I don't have any zen knowledge that anyone else hasn't found already but it's strange to be here, to be at the point where nothing is terrible.
For once, I'm out of the fire.
Sometimes I get angry because I'm paying for the aftermath of several difficult experiences now.
I stopped wanting to be tough and hide my emotions and pretend I was okay because that's not functional in the real world.
As soon as you stop feeling fat post eating disorder and stop hating yourself post sexusl abuse you're left with these sticky feelings like shame and anger.
Why?
Because normal isn't an exact science but healthy is.
I'm constantly confronted with the realization that I live my life based on fear.
Fear of failure.
Fear of rejection.
Fear of being vulnerable.
Fear I won't be good at something.

I'm looking out the car window because I'm terrible at looking at someone when they show me who I am.
"You tell me why you're special."
"You're my boyfriend! You should know!"
"See? You don't even think you are."
"What if you shoot me down? I don't want you to ruin it by disagreeing with me."
"You never gave me the chance! Maybe I do think you're the best but you never even gave me the chance. That's your problem. You always live in fear. I'm so sick of you being that way. You know what you want but you're never assertive enough in any area of your life."
We settled the argument soon after.
I wanted to cry because he was right.
He's always right.
He told me that I need to stop making choices based on the worry that the relationship is going to fail, like anything I do is going to fail or it will.
All my life that's what I did.
That's when I realized.

Frustrated incident after frustrated incident I ask myself where my voice is?
Why did I let that person take advantage of me?
Why didn't I just say what I meant?
Why did I apologize after I stood up for myself?
Why wasn't I more confident?
Why does he still want to be with me if I'm not the confident and independent woman I should be yet?

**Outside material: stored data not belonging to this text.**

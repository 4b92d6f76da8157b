//! Shard Pool Module
//!
//! Routes main keys to a fixed set of shards and fans administrative
//! operations out across all of them.

use std::collections::hash_map::DefaultHasher;
use std::hash::{Hash, Hasher};

use crate::cache::{CompositeKey, EvictCallback, Shard, ShardOptions};
use crate::error::{CacheError, Result};

// == Shard Pool ==
/// Fixed array of independently locked shards.
///
/// Routing depends only on the main key, so every sub entry of a main key
/// lives in the same shard. The shard count never changes after construction.
#[derive(Debug)]
pub struct ShardPool<V: Clone> {
    shards: Vec<Shard<V>>,
}

impl<V: Clone> ShardPool<V> {
    // == Constructor ==
    /// Creates `shard_count` shards sharing the same options and callback.
    pub fn new(
        shard_count: usize,
        options: ShardOptions,
        on_evict: Option<EvictCallback<V>>,
    ) -> Result<Self> {
        if shard_count == 0 {
            return Err(CacheError::InvalidConfig(
                "shard count must be positive".to_string(),
            ));
        }
        let shards = (0..shard_count)
            .map(|_| Shard::with_options(options, on_evict.clone()))
            .collect::<Result<Vec<_>>>()?;
        Ok(Self { shards })
    }

    // == Routing ==
    /// Index of the shard owning a main key.
    ///
    /// `DefaultHasher::new()` uses fixed keys, so routing is stable for the
    /// lifetime of the process.
    pub fn route(&self, main_key: &str) -> usize {
        let mut hasher = DefaultHasher::new();
        main_key.hash(&mut hasher);
        (hasher.finish() % self.shards.len() as u64) as usize
    }

    /// Shard responsible for a main key.
    pub fn shard(&self, main_key: &str) -> &Shard<V> {
        &self.shards[self.route(main_key)]
    }

    pub fn shards(&self) -> &[Shard<V>] {
        &self.shards
    }

    pub fn shard_count(&self) -> usize {
        self.shards.len()
    }

    // == Fan-out Operations ==
    /// Clears every shard.
    pub fn purge(&self) {
        for shard in &self.shards {
            shard.purge();
        }
    }

    /// Sets every shard's capacity, returning the total evicted.
    pub fn resize(&self, capacity: usize) -> Result<usize> {
        let mut evicted = 0;
        for shard in &self.shards {
            evicted += shard.resize(capacity)?;
        }
        Ok(evicted)
    }

    /// Keys of all shards, each shard's keys ordered oldest to newest.
    pub fn keys(&self) -> Vec<CompositeKey> {
        self.shards.iter().flat_map(Shard::keys).collect()
    }

    pub fn len(&self) -> usize {
        self.shards.iter().map(Shard::len).sum()
    }

    pub fn is_empty(&self) -> bool {
        self.shards.iter().all(Shard::is_empty)
    }

    /// Sweeps idle entries from every shard, returning the total removed.
    pub fn remove_expired(&self, max_age_secs: u64) -> usize {
        self.shards
            .iter()
            .map(|shard| shard.remove_expired(max_age_secs))
            .sum()
    }
}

When I said I was paying for the mistakes I meant literally, that is, if I want to get help.
If not, I have to just experiment with counseling techniques as I learn them in class because I'm already paying to learn to be a counselor.
I just wish I could afford to see one...
How do you fix your poor attachment learned in early childhood by the relationship with your parents?
How do you break through the glass ceiling and be more confident and have better self-esteem post emotional and sexual abuse?
How do you put aside deep seeded shame?
How do you push the limit?
Or maybe it just doesn't exist.
(Yes, I went Mean Girls reference. :D)

There's an awful lot of people with terrible backgrounds walking around being successful.
There's plenty of people having good relationships, healthy ones even, post trauma.
Not all of us are debilitated by it, maybe just distrustful when you see a female name on the text screen as you walk by.
Maybe just insecure because he think that girl doing power cleans over there has great thighs.
Maybe hurt when he goes to see a friend and doesn't offer to take you or introduce you.
Maybe just needy sometimes.
Maybe just jealous other times.
But you can still carry out your life and can still be intimate, even though being truly intimate and vulnerable is a learning experience similar to that of a giraffe trying to walk on stilt legs.
But hey, the giraffe always learns to walk eventually.

Life is temporary and some people are better at it than others but no matter what, try.
Maybe there's nothing magic about leaving the grocery stuff with five bags of stuff for only $30.
Maybe there's no magic about not being insecure about your relationship or body for once.
Maybe there's no magic about getting a good breakfast, working out, eating a good lunch, then making it to your job.
I think there could be.
If you're surviving and you're trying to thrive then I think there is magic.
We don't have a lot of time.
I don't want to waste it being afraid.